After two successful events in Mumbai, the BAUMA CONEXPO show - bC India - is moving to Greater Noida. There is also a shift in the dates, from February in odd-numbered years to December in even-numbered once. The forthcoming third edition of this 'International Trade Fair for Construction Machinery, Building Material Machines, Mining Machines and Construction Vehicles' is set to be an even more professional trade platform, as Igor Palka, CEO, bC Expo India, shares with CW.
With new leadership in place, bC India is venturing into a new venue this time. What are the prime reasons behind choosing the new venue and dates?
The new venue near New Delhi, the capital - where gigantic infrastructure projects are born and leading domestic and international corporations are headquartered - is a very attractive area to hold the most important trade fair for construction machinery, building material machines, mining machines and construction vehicles in the Middle East and India. The India Expo Centre in Greater Noida is considered to be India's most modern trade fair centre. This is a big improvement compared to the temporary structures we had to build at Bandra Kurla Complex (BKC) in Mumbai, an area that was not available for another edition of bC India in Mumbai. Looking at the Indian market and other major construction equipment exhibitions all over the country, we will now have one big construction equipment show each calendar year, which helps companies to plan their participation for the respective year better and in advance.
What is the USP of bC India?
The next edition, which will be held from December 15-18, 2014, will continue to be a successful show, where quality makes the difference. As an international organiser, we have the expertise of organising events like the Bauma show in Munich and the CONEXPO-CON/AGG in Las Vegas, which we will transfer to the Indian exhibition market. Highlighting the main difference to similar exhibitions, so far no large construction equipment exhibition has taken place in the Delhi region. Many companies have welcomed the move to North India. The short distance to Greater Noida will attract new potential clients, government representatives and new decision makers, resulting in a win-win situation for exhibitors and visitors.
Tell us the highlights of bC India 2014.
We plan to increase the quality of the show by adding a supporting programme with different presentations, panel discussions and training sessions. I am sure our supportive associations will again contribute and hold interesting seminars parallel to our exhibition. The big advantage this time is that the India Expo Centre offers all the services of a modern exhibition venue and there will be plenty of opportunities accompanying these programmes. Additionally, the new target group of North India will add value. Along with its favourable climate, Delhi is easily accessible from abroad as well as within India. More highlights will be added by our exhibitors who will showcase product developments and new machinery launches.
How has the response been from exhibitors in the current economic scenario?
Despite the current economic situation, we are getting positive responses. We started with the application period in October last year and the promotion of our show has already received positive feedback. Many exhibitors have already confirmed their participation and many new companies will attend the show in December this year.
Elaborate upon the international participation in bC India 2014.
Over 800 companies are expected to participate.
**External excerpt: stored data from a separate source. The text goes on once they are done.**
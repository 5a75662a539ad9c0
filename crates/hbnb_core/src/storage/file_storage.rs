//! JSON-file backend.
//!
//! # Responsibility
//! - Hold the whole registry in memory.
//! - Flush it to one flat JSON document keyed by `"<Kind>.<id>"`.
//! - Rebuild entities from that document through the kind discriminator.
//!
//! # Invariants
//! - `save` writes a temp file in the target directory and renames it over
//!   the document, so an interrupted write never corrupts the last flush.
//! - A missing document is an empty store, not an error.
//! - An unknown discriminator or key/record mismatch aborts the reload and
//!   leaves the in-memory registry untouched.
//! - A failed `save` restores the registry to its last durable state.

use crate::model::entity::{composite_key, Entity};
use crate::model::kind::{Dependent, Kind};
use crate::model::value::AttrValue;
use crate::storage::cascade::plan_cascade;
use crate::storage::{Registry, Storage, StoreError, StoreResult};
use log::{debug, error, info};
use std::io::Write;
use std::path::{Path, PathBuf};
use std::time::Instant;
use tempfile::NamedTempFile;

/// File-backed object cache.
pub struct FileStorage {
    path: PathBuf,
    objects: Registry,
    /// Registry as of the last successful `save` or `reload`.
    durable: Registry,
}

impl FileStorage {
    /// Creates an empty store bound to `path`. Nothing is read until `reload`.
    pub fn open(path: impl Into<PathBuf>) -> Self {
        Self {
            path: path.into(),
            objects: Registry::new(),
            durable: Registry::new(),
        }
    }

    pub fn path(&self) -> &Path {
        &self.path
    }

    fn write_document(&self) -> StoreResult<()> {
        let document: serde_json::Map<String, serde_json::Value> = self
            .objects
            .iter()
            .map(|(key, entity)| (key.clone(), entity.to_record()))
            .collect();
        let bytes = serde_json::to_vec(&document)?;

        let directory = match self.path.parent() {
            Some(parent) if !parent.as_os_str().is_empty() => parent.to_path_buf(),
            _ => PathBuf::from("."),
        };
        let mut staged = NamedTempFile::new_in(&directory)?;
        staged.write_all(&bytes)?;
        staged.as_file().sync_all()?;
        staged.persist(&self.path).map_err(|err| err.error)?;
        Ok(())
    }

    fn read_document(&self) -> StoreResult<Option<Registry>> {
        let bytes = match std::fs::read(&self.path) {
            Ok(bytes) => bytes,
            Err(err) if err.kind() == std::io::ErrorKind::NotFound => return Ok(None),
            Err(err) => return Err(err.into()),
        };

        let document: serde_json::Map<String, serde_json::Value> = serde_json::from_slice(&bytes)?;
        let mut objects = Registry::new();
        for (key, record) in document {
            let entity = Entity::from_record(record)?;
            if entity.key() != key {
                return Err(StoreError::InvalidData(format!(
                    "record under `{key}` describes `{}`",
                    entity.key()
                )));
            }
            objects.insert(key, entity);
        }

        Ok(Some(objects))
    }

    fn child_ids(&self, dependent: Dependent, parent_id: &str) -> Vec<String> {
        self.objects
            .values()
            .filter(|entity| entity.kind() == dependent.kind)
            .filter(|entity| {
                entity
                    .get(dependent.foreign_key)
                    .and_then(AttrValue::as_text)
                    .is_some_and(|value| value == parent_id)
            })
            .map(|entity| entity.id().to_string())
            .collect()
    }

    fn unlink_amenity(&mut self, amenity_id: &str) {
        for place in self
            .objects
            .values_mut()
            .filter(|entity| entity.kind() == Kind::Place)
        {
            let remaining: Vec<String> = place
                .amenity_ids()
                .iter()
                .filter(|id| id.as_str() != amenity_id)
                .cloned()
                .collect();
            if remaining.len() != place.amenity_ids().len() {
                place.set("amenity_ids", AttrValue::List(remaining));
            }
        }
    }
}

impl Storage for FileStorage {
    fn backend_name(&self) -> &'static str {
        "file"
    }

    fn supports(&self, _kind: Kind) -> bool {
        true
    }

    fn all(&self, kind: Option<Kind>) -> StoreResult<Registry> {
        Ok(self
            .objects
            .iter()
            .filter(|(_, entity)| kind.map_or(true, |kind| entity.kind() == kind))
            .map(|(key, entity)| (key.clone(), entity.clone()))
            .collect())
    }

    fn get(&self, kind: Kind, id: &str) -> StoreResult<Option<Entity>> {
        Ok(self.objects.get(&composite_key(kind, id)).cloned())
    }

    fn new(&mut self, entity: Entity) -> StoreResult<()> {
        self.objects.insert(entity.key(), entity);
        Ok(())
    }

    fn save(&mut self) -> StoreResult<()> {
        let started_at = Instant::now();
        match self.write_document() {
            Ok(()) => {
                self.durable = self.objects.clone();
                info!(
                    "event=storage_save module=file_storage status=ok objects={} duration_ms={}",
                    self.objects.len(),
                    started_at.elapsed().as_millis()
                );
                Ok(())
            }
            Err(err) => {
                error!(
                    "event=storage_save module=file_storage status=error duration_ms={} restored=durable error={}",
                    started_at.elapsed().as_millis(),
                    err
                );
                self.objects = self.durable.clone();
                Err(err)
            }
        }
    }

    fn delete(&mut self, entity: &Entity) -> StoreResult<()> {
        let plan = plan_cascade(entity, |dependent, parent_id| {
            Ok(self.child_ids(dependent, parent_id))
        })?;

        for (kind, id) in &plan {
            self.objects.remove(&composite_key(*kind, id));
        }
        if entity.kind() == Kind::Amenity {
            self.unlink_amenity(entity.id());
        }

        debug!(
            "event=storage_delete module=file_storage status=ok kind={} removed={}",
            entity.kind(),
            plan.len()
        );
        Ok(())
    }

    fn reload(&mut self) -> StoreResult<()> {
        match self.read_document() {
            Ok(Some(objects)) => {
                info!(
                    "event=storage_reload module=file_storage status=ok objects={}",
                    objects.len()
                );
                self.durable = objects.clone();
                self.objects = objects;
                Ok(())
            }
            Ok(None) => {
                debug!("event=storage_reload module=file_storage status=ok document=missing");
                Ok(())
            }
            Err(err) => {
                error!(
                    "event=storage_reload module=file_storage status=error error={}",
                    err
                );
                Err(err)
            }
        }
    }

    fn count(&self, kind: Option<Kind>) -> StoreResult<usize> {
        Ok(self
            .objects
            .values()
            .filter(|entity| kind.map_or(true, |kind| entity.kind() == kind))
            .count())
    }

    fn close(&mut self) -> StoreResult<()> {
        debug!("event=storage_close module=file_storage status=ok");
        Ok(())
    }
}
Looking at the ratio of our past events, we have welcome 40 per cent Indian headquartered companies and 60 per cent foreign headquartered companies. I am positive that we will again reach similar figures and welcome exhibitors from over 33 countries, including national pavilions from China, Germany, Italy, Spain and the UK. Besides, many more countries are yet to confirm. We expect a higher visitor outcome than in 2013 and an increase in the number of international visitors.
What buying-selling trends are you observing in the Indian construction equipment sector?
The current hesitancy will slowly turn into further sales as more infrastructure projects are approved, launched and executed. This should become more apparent post elections.
How do you see the path forward for this sector?
There is an obvious need of further infrastructural development. The growth of the construction equipment industry is almost assured; the rate will depend on streamlining government clearances, administrative and procedural reforms, and the pace of project executions.